Wedding etiquette question - skipping mass and going to reception only?

Anonymous
Huh. I had a wedding mass and I would have had no idea who was and was not there. I don't really think I would care all that much.
Anonymous
Anonymous wrote:Nope. That's incredibly rude. The reception is for wedding guests.


+1
Anonymous
The reception is the reward for sitting through the ceremony. You don't do your duty, you don't get the party.
Anonymous
Guessing this is a convalidation and not a vow renewal.
Anonymous
That would be unacceptable. The mass is the SERVICE, it's the wedding ceremony. You don't just go to the party. Sometimes being a grownup sucks, but this day is not about you.
Anonymous
You have to get through the boring stuff to get to the fun stuff.

Grow up, OP. You can do this.
Anonymous
As an Italian who's sat through 3-hour wedding masses, SKIP IT! They will never notice.

The WASPs of DCUM don't seem to know much about painfully long wedding masses.
Anonymous
The ceremony is about the couple. The party is to celebrate that ceremony. Things are not all about you.
Anonymous
Anonymous wrote:As an Italian who's sat through 3-hour wedding masses, SKIP IT! They will never notice.

The WASPs of DCUM don't seem to know much about painfully long wedding masses.


I'm Italian Catholic, our wedding mass was an hour, and OP is rude.
Anonymous
I grew up Catholic. Only family and close friends attended the wedding mass. This was a common practice and couples were fine with it.
Anonymous
Wait until you hit your first Greek, Serbian, Croatian, Russian orthodox wedding! Three hours but at least they included the crowns on the heads and the walks around the altar.
Anonymous
Don't tell anyone that you aren't going to the ceremony. If you're asking here, I sure hope you aren't asking your friends and family what they think. That would be a big mistake.

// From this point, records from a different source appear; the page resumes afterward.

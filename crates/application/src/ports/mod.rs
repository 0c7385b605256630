//! Hexagonal ports.

pub mod inbound;
pub mod outbound;
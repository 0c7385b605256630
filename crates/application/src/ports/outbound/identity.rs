//! Identity repository port.

use async_trait::async_trait;
use domain::identity::{IdentityId, IdentityRecord, ProviderBinding};

use crate::error::Result;

/// Port for identity persistence operations.
///
/// Implementations own a case-insensitive uniqueness index on login and
/// keep each `(provider, external id)` pair on at most one record. Finders
/// never return soft-deleted records.
#[async_trait]
pub trait IdentityRepository: Send + Sync {
    /// Find an identity by id.
    async fn find_by_id(&self, id: &IdentityId) -> Result<Option<IdentityRecord>>;

    /// Find an identity by exact email.
    async fn find_by_email(&self, email: &str) -> Result<Option<IdentityRecord>>;

    /// Find an identity by login, ignoring case.
    async fn find_by_login(&self, login: &str) -> Result<Option<IdentityRecord>>;

    /// Find the identity holding a binding on `provider` for `external_id`.
    async fn find_binding_owner(
        &self,
        provider: &str,
        external_id: &str,
    ) -> Result<Option<IdentityRecord>>;

    /// Insert a new identity with its embedded bindings in one write.
    ///
    /// Fails with [`ApplicationError::Duplicate`] when the login or one of
    /// the bindings is already taken.
    ///
    /// [`ApplicationError::Duplicate`]: crate::error::ApplicationError::Duplicate
    async fn insert(&self, record: &IdentityRecord) -> Result<()>;

    /// Replace the stored fields of an existing identity.
    async fn update(&self, record: &IdentityRecord) -> Result<()>;

    /// Append a binding to an existing identity.
    async fn attach_binding(
        &self,
        id: &IdentityId,
        binding: &ProviderBinding,
    ) -> Result<()>;

    /// Soft delete an identity.
    async fn delete(&self, id: &IdentityId, deleted_at: u64) -> Result<()>;
}
//! Identity domain.

pub mod binding;
pub mod builder;
pub mod email;
pub mod event;
pub mod id;
pub mod login;
pub mod record;

pub use binding::ProviderBinding;
pub use builder::IdentityBuilder;
pub use event::{IdentityEvent, IdentityOrigin};
pub use id::IdentityId;
pub use record::{AccountState, IdentityRecord};
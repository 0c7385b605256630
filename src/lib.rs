//! Agora is the identity core of a community platform: it maps sign-in
//! signals to accounts and tracks what their owners have read.

#![forbid(unsafe_code)]

pub mod config;
mod database;
pub mod telemetry;

use std::sync::Arc;

use adapters::outbound::clock::SystemClock;
use adapters::outbound::crypto::Argon2PasswordHasher;
use adapters::outbound::events::{ChannelEventPublisher, spawn_welcome_notifier};
use adapters::outbound::mail::TracingMailer;
use adapters::outbound::persistence::memory::{
    InMemoryIdentityRepository, InMemoryNotificationRepository,
};
use adapters::outbound::persistence::postgres::{
    PgIdentityRepository, PgNotificationRepository,
};
use adapters::outbound::telemetry::TracingTelemetry;
use application::error::Result;
use application::ports::inbound::{
    DeleteAccount, LocalAccount, ReadNotifications, ResolveAccount, UpdateProfile,
};
use application::ports::outbound::{
    Clock, IdentityRepository, Mailer, NotificationRepository, TelemetryPort,
};
use application::usecases::{
    AccountResolver, DeleteAccountUseCase, LocalAccountUseCase,
    NotificationReadTracker, UpdateProfileUseCase,
};
use domain::auth::trust::TrustPolicy;

use crate::config::Configuration;

/// State sharing between callers.
#[derive(Clone)]
pub struct AppState {
    pub config: Arc<Configuration>,
    pub trust: Arc<TrustPolicy>,
    pub resolver: Arc<dyn ResolveAccount>,
    pub profiles: Arc<dyn UpdateProfile>,
    pub accounts: Arc<dyn LocalAccount>,
    pub notifications: Arc<dyn ReadNotifications>,
    pub deletion: Arc<dyn DeleteAccount>,
}

/// Storage backends behind the use cases.
#[derive(Clone)]
pub struct Stores {
    pub identities: Arc<dyn IdentityRepository>,
    pub notifications: Arc<dyn NotificationRepository>,
}

impl Stores {
    /// Fresh in-memory stores.
    pub fn in_memory() -> Self {
        Self {
            identities: Arc::new(InMemoryIdentityRepository::new()),
            notifications: Arc::new(InMemoryNotificationRepository::new()),
        }
    }
}

/// Wire the use cases on top of `stores`.
///
/// Spawns the welcome notifier, so a tokio runtime must be running.
pub fn build_state(
    config: Arc<Configuration>,
    stores: Stores,
    clock: Arc<dyn Clock>,
    mailer: Arc<dyn Mailer>,
) -> Result<AppState> {
    let argon2 = config.argon2.clone().unwrap_or_default();
    let hasher = Arc::new(Argon2PasswordHasher::new(
        argon2.memory_cost,
        argon2.iterations,
        argon2.parallelism,
    )?);
    let telemetry: Arc<dyn TelemetryPort> = Arc::new(TracingTelemetry::new());

    let (publisher, receiver) = ChannelEventPublisher::new();
    let events = Arc::new(publisher);
    spawn_welcome_notifier(receiver, mailer);

    let Stores {
        identities,
        notifications,
    } = stores;

    Ok(AppState {
        trust: Arc::new(TrustPolicy::new(config.admins())),
        resolver: Arc::new(AccountResolver::new(
            Arc::clone(&identities),
            events.clone(),
            Arc::clone(&telemetry),
            Arc::clone(&clock),
        )),
        profiles: Arc::new(UpdateProfileUseCase::new(
            Arc::clone(&identities),
            hasher.clone(),
            Arc::clone(&clock),
        )),
        accounts: Arc::new(LocalAccountUseCase::new(
            Arc::clone(&identities),
            hasher,
            events,
            Arc::clone(&telemetry),
            Arc::clone(&clock),
        )),
        notifications: Arc::new(NotificationReadTracker::new(
            Arc::clone(&notifications),
            telemetry,
        )),
        deletion: Arc::new(DeleteAccountUseCase::new(identities, notifications, clock)),
        config,
    })
}

/// Initialize the application state.
pub async fn initialize_state(
    config: Arc<Configuration>,
) -> std::result::Result<AppState, Box<dyn std::error::Error>> {
    let stores = match config.postgres {
        Some(ref postgres) => {
            let pool = database::connect(postgres).await?;
            Stores {
                identities: Arc::new(PgIdentityRepository::new(pool.clone())),
                notifications: Arc::new(PgNotificationRepository::new(pool)),
            }
        },
        None => {
            tracing::warn!(
                "missing `postgres` entry on `config.yaml` file, data will not survive a restart"
            );
            Stores::in_memory()
        },
    };

    let state = build_state(
        config,
        stores,
        Arc::new(SystemClock::new()),
        Arc::new(TracingMailer::new()),
    )?;

    Ok(state)
}
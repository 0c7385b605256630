//! Local account use case implementation.

use std::sync::Arc;

use async_trait::async_trait;
use domain::auth::password::Password;
use domain::auth::policy::{UpdateContext, check_credentials};
use domain::identity::{IdentityBuilder, IdentityEvent, IdentityOrigin, IdentityRecord};
use validator::Validate;

use crate::dto::{AuthRequestDto, RegisterRequestDto};
use crate::error::{ApplicationError, Result};
use crate::ports::inbound::LocalAccount;
use crate::ports::outbound::{
    Clock, EventPublisher, IdentityRepository, PasswordHasher, TelemetryPort,
};
use crate::usecases::persist::{IdentityWriter, PersistPolicy};

/// Local account use case service.
pub struct LocalAccountUseCase {
    identities: Arc<dyn IdentityRepository>,
    writer: IdentityWriter,
    hasher: Arc<dyn PasswordHasher>,
    events: Arc<dyn EventPublisher>,
    telemetry: Arc<dyn TelemetryPort>,
    clock: Arc<dyn Clock>,
}

impl LocalAccountUseCase {
    pub fn new(
        identities: Arc<dyn IdentityRepository>,
        hasher: Arc<dyn PasswordHasher>,
        events: Arc<dyn EventPublisher>,
        telemetry: Arc<dyn TelemetryPort>,
        clock: Arc<dyn Clock>,
    ) -> Self {
        Self {
            writer: IdentityWriter::new(Arc::clone(&identities)),
            identities,
            hasher,
            events,
            telemetry,
            clock,
        }
    }
}

#[async_trait]
impl LocalAccount for LocalAccountUseCase {
    async fn register(&self, request: RegisterRequestDto) -> Result<IdentityRecord> {
        request.validate()?;

        let password = check_credentials(&UpdateContext {
            password: Some(&request.password),
            password_confirmation: request.password_confirmation.as_deref(),
        })?;
        let password_hash = self.hasher.hash(&password)?;

        let record = IdentityBuilder::new(self.clock.now())
            .login(request.login)
            .email(request.email)
            .password(password_hash)
            .build();

        if let Err(err) = self.writer.insert(&record, PersistPolicy::Validate).await {
            self.telemetry.record_resolution_failure("register", &err);
            return Err(err);
        }

        self.telemetry
            .record_identity_created(&record.id, IdentityOrigin::Local);
        self.events.publish(IdentityEvent::Created {
            id: record.id.clone(),
            origin: IdentityOrigin::Local,
        });

        Ok(record)
    }

    async fn authenticate(&self, request: AuthRequestDto) -> Result<IdentityRecord> {
        let identity = self
            .identities
            .find_by_email(&request.email)
            .await?
            .ok_or(ApplicationError::Authentication)?;

        let stored = identity
            .password_hash
            .as_ref()
            .ok_or(ApplicationError::Authentication)?;
        let password = Password::new(request.password)
            .map_err(|_| ApplicationError::Authentication)?;
        self.hasher.verify(&password, stored)?;

        Ok(identity)
    }
}
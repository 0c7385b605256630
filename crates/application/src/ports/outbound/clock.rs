//! Clock port - Interface for time operations.

/// Port for getting the current time.
pub trait Clock: Send + Sync {
    /// Get the current Unix timestamp in seconds.
    fn now(&self) -> u64;
}
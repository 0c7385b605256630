//! Profile update use case port.

use async_trait::async_trait;
use domain::identity::IdentityRecord;

use crate::dto::ProfileUpdateDto;
use crate::error::Result;

/// Inbound port for profile and credential updates.
#[async_trait]
pub trait UpdateProfile: Send + Sync {
    /// Apply `params` to `identity`, going through re-authentication only
    /// when a credential field is filled.
    async fn update_with_password(
        &self,
        identity: IdentityRecord,
        params: ProfileUpdateDto,
    ) -> Result<IdentityRecord>;
}
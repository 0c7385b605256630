//! PostgreSQL implementation for notification repository.

use application::error::{Result, ToInternal};
use application::ports::outbound::NotificationRepository;
use async_trait::async_trait;
use domain::identity::IdentityId;
use domain::notification::NotificationId;
use sqlx::PgPool;

/// PostgreSQL notification repository.
pub struct PgNotificationRepository {
    pool: PgPool,
}

impl PgNotificationRepository {
    /// Create a new [`PgNotificationRepository`].
    pub fn new(pool: PgPool) -> Self {
        Self { pool }
    }
}

#[async_trait]
impl NotificationRepository for PgNotificationRepository {
    async fn mark_read(
        &self,
        owner: &IdentityId,
        ids: &[NotificationId],
    ) -> Result<u64> {
        let ids = ids
            .iter()
            .map(|id| i64::try_from(id.get()))
            .collect::<std::result::Result<Vec<_>, _>>()
            .catch()?;

        let result = sqlx::query(
            r#"
            UPDATE notifications
            SET read = TRUE
            WHERE owner_id = $1 AND id = ANY($2) AND NOT read
            "#,
        )
        .bind(owner.as_str())
        .bind(ids)
        .execute(&self.pool)
        .await
        .catch()?;

        Ok(result.rows_affected())
    }

    async fn unread_count(&self, owner: &IdentityId) -> Result<u64> {
        let count: i64 = sqlx::query_scalar(
            "SELECT COUNT(*) FROM notifications WHERE owner_id = $1 AND NOT read",
        )
        .bind(owner.as_str())
        .fetch_one(&self.pool)
        .await
        .catch()?;

        u64::try_from(count).catch()
    }

    async fn delete_for_owner(&self, owner: &IdentityId) -> Result<u64> {
        let result = sqlx::query("DELETE FROM notifications WHERE owner_id = $1")
            .bind(owner.as_str())
            .execute(&self.pool)
            .await
            .catch()?;

        Ok(result.rows_affected())
    }
}
//! PostgreSQL stores.

mod identity_repository;
mod models;
mod notification_repository;

pub use identity_repository::PgIdentityRepository;
pub use notification_repository::PgNotificationRepository;
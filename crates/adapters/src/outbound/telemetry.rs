//! Telemetry adapters - Observability implementations.

use application::error::ApplicationError;
use application::ports::outbound::TelemetryPort;
use domain::identity::{IdentityId, IdentityOrigin};
use metrics::Unit;

const IDENTITIES_CREATED: &str = "identities_created_total";
const RESOLUTION_FAILURES: &str = "identity_resolution_failures_total";
const PROVIDERS_BOUND: &str = "identity_providers_bound_total";
const NOTIFICATIONS_READ: &str = "notifications_read_total";

/// Tracing-based telemetry adapter, also feeding `metrics` counters.
///
/// Counters are no-ops until a recorder is installed.
#[derive(Default)]
pub struct TracingTelemetry;

impl TracingTelemetry {
    /// Create a new [`TracingTelemetry`].
    pub fn new() -> Self {
        metrics::describe_counter!(
            IDENTITIES_CREATED,
            Unit::Count,
            "Identities created, by origin."
        );
        metrics::describe_counter!(
            RESOLUTION_FAILURES,
            Unit::Count,
            "Failed identity resolutions, by operation."
        );
        metrics::describe_counter!(
            PROVIDERS_BOUND,
            Unit::Count,
            "Provider bindings added to existing identities."
        );
        metrics::describe_counter!(
            NOTIFICATIONS_READ,
            Unit::Count,
            "Notifications flipped to read."
        );

        Self
    }
}

fn error_kind(error: &ApplicationError) -> &'static str {
    match error {
        ApplicationError::Domain(_) => "domain",
        ApplicationError::Validation(_) => "validation",
        ApplicationError::Duplicate { .. } => "duplicate",
        ApplicationError::Authentication => "authentication",
        ApplicationError::IdentityNotFound => "not_found",
        ApplicationError::Internal(_) => "internal",
    }
}

impl TelemetryPort for TracingTelemetry {
    fn record_identity_created(&self, id: &IdentityId, origin: IdentityOrigin) {
        tracing::info!(identity = %id, origin = origin.as_str(), "identity created");
        metrics::counter!(IDENTITIES_CREATED, "origin" => origin.as_str()).increment(1);
    }

    fn record_resolution_failure(&self, operation: &str, error: &ApplicationError) {
        let kind = error_kind(error);
        match error {
            ApplicationError::Validation(errors) => {
                tracing::warn!(operation, kind, %errors, "identity resolution failed");
            },
            ApplicationError::Internal(source) => {
                tracing::error!(operation, kind, %source, "identity resolution failed");
            },
            _ => tracing::warn!(operation, kind, %error, "identity resolution failed"),
        }

        metrics::counter!(
            RESOLUTION_FAILURES,
            "operation" => operation.to_string(),
            "kind" => kind
        )
        .increment(1);
    }

    fn record_provider_bound(&self, id: &IdentityId, provider: &str) {
        tracing::info!(identity = %id, provider, "provider bound");
        metrics::counter!(PROVIDERS_BOUND, "provider" => provider.to_string())
            .increment(1);
    }

    fn record_notifications_read(&self, owner: &IdentityId, count: u64) {
        tracing::debug!(identity = %owner, count, "notifications marked as read");
        metrics::counter!(NOTIFICATIONS_READ).increment(count);
    }
}
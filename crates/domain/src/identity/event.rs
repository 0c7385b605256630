//! Events emitted after identity state changes.

use crate::identity::id::IdentityId;

/// How an identity came to exist.
#[derive(Debug, Clone, Copy, PartialEq, Eq)]
pub enum IdentityOrigin {
    /// Created from an email address alone.
    Guest,
    /// Created from an external provider callback.
    Provider,
    /// Registered with a login and a password.
    Local,
}

impl IdentityOrigin {
    /// Label used in logs and metrics.
    pub fn as_str(self) -> &'static str {
        match self {
            IdentityOrigin::Guest => "guest",
            IdentityOrigin::Provider => "provider",
            IdentityOrigin::Local => "local",
        }
    }
}

/// Something that happened to an identity, for best-effort consumers.
#[derive(Debug, Clone, PartialEq, Eq)]
pub enum IdentityEvent {
    /// A record was persisted for the first time.
    Created {
        id: IdentityId,
        origin: IdentityOrigin,
    },
}

impl IdentityEvent {
    /// Identity the event is about.
    pub fn identity_id(&self) -> &IdentityId {
        match self {
            IdentityEvent::Created { id, .. } => id,
        }
    }
}
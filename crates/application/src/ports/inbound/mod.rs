//! These traits define what the application can do.

pub mod delete_account;
pub mod local_account;
pub mod read_notifications;
pub mod resolve_account;
pub mod update_profile;

pub use delete_account::*;
pub use local_account::*;
pub use read_notifications::*;
pub use resolve_account::*;
pub use update_profile::*;
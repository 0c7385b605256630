//! Login derivation and format rules.
//!
//! Logins are compared case-insensitively. The canonical form used for
//! uniqueness lookups is the ASCII lowercase of the login.

use std::sync::LazyLock;

use regex::Regex;

use crate::error::{DomainError, Result};

/// Minimum login length.
pub const MIN_LENGTH: usize = 3;
/// Maximum login length.
pub const MAX_LENGTH: usize = 20;
/// Prefix of logins generated when a provider nickname is unusable.
pub const SYNTHETIC_PREFIX: char = 'u';

static LOGIN_RE: LazyLock<Regex> =
    LazyLock::new(|| Regex::new(r"^[A-Za-z0-9_]+$").unwrap());

/// Checks the login format invariant (`\w{3,20}`).
///
/// # Errors
///
/// Returns [`DomainError::InvalidLoginFormat`] if the login has a wrong
/// length or contains a non-word character.
pub fn check(login: &str) -> Result<()> {
    if !(MIN_LENGTH..=MAX_LENGTH).contains(&login.len())
        || !LOGIN_RE.is_match(login)
    {
        return Err(DomainError::InvalidLoginFormat);
    }
    Ok(())
}

/// Whether `login` only contains word characters.
pub fn is_well_formed(login: &str) -> bool {
    LOGIN_RE.is_match(login)
}

/// Key used for case-insensitive uniqueness.
pub fn canonical(login: &str) -> String {
    login.to_ascii_lowercase()
}

/// Login candidate taken from an email address: everything before the
/// first `@`, or the whole string when there is none.
pub fn from_email(email: &str) -> &str {
    email.split('@').next().unwrap_or_default()
}

/// Strips every character outside `[A-Za-z0-9_]`, then keeps the first 20.
///
/// The result may be empty or shorter than [`MIN_LENGTH`].
pub fn normalize(raw: &str) -> String {
    raw.chars()
        .filter(|c| c.is_ascii_alphanumeric() || *c == '_')
        .take(MAX_LENGTH)
        .collect()
}

/// Fallback login built from a unix timestamp in seconds, e.g. `u1700000000`.
pub fn synthetic(timestamp: u64) -> String {
    format!("{SYNTHETIC_PREFIX}{timestamp}")
}

#[cfg(test)]
mod tests {
    use super::*;

    #[test]
    fn test_normalize_strips_non_word_characters() {
        assert_eq!(normalize("Bob Smith!!"), "BobSmith");
        assert_eq!(normalize("dé_jà-vu"), "d_jvu");
        assert_eq!(normalize("!!!"), "");
    }

    #[test]
    fn test_normalize_truncates_to_twenty() {
        let nickname = "abcdefghijklmnopqrstuvwxyz0123"; // 30 characters.
        assert_eq!(normalize(nickname), "abcdefghijklmnopqrst");
    }

    #[test]
    fn test_from_email() {
        assert_eq!(from_email("alice@example.com"), "alice");
        assert_eq!(from_email("nodomain"), "nodomain");
        assert_eq!(from_email("@example.com"), "");
    }

    #[test]
    fn test_check() {
        assert!(check("alice").is_ok());
        assert!(check("a_1").is_ok());
        assert!(check("al").is_err());
        assert!(check("a".repeat(21).as_str()).is_err());
        assert!(check("al ice").is_err());
    }

    #[test]
    fn test_synthetic_and_canonical() {
        assert_eq!(synthetic(1_700_000_000), "u1700000000");
        assert_eq!(canonical("Alice_01"), "alice_01");
    }
}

If it's not known, I won't go if you don't want to. You won't be missed, I'm guessing unless it's a very small event. Even so, something could have come up.
Anonymous
Anonymous wrote:What kind of friend are you? And what kind of person even asks a question like this?

Your friend is getting MARRIED. Most people consider this one of the most special days of their lives, and they often wish to share it with people who matter to them. If you cannot be bothered to watch them exchange vows, you should decline the invitation and skip the reception.

As to the PP who suggested asking the couple, if I were the bride and you asked me that question, our friendship would be over.


Because that would not be overreacting AT ALL.
Anonymous
Anonymous wrote:I grew up Catholic. Only family and close friends attended the wedding mass. This was a common practice and couples were fine with it.


+1

Especially if there is the "Catholic gap"!

Nobody is even going to notice, OP.
Anonymous
Totally rude and disrespectful. Suck it up and go to the mass.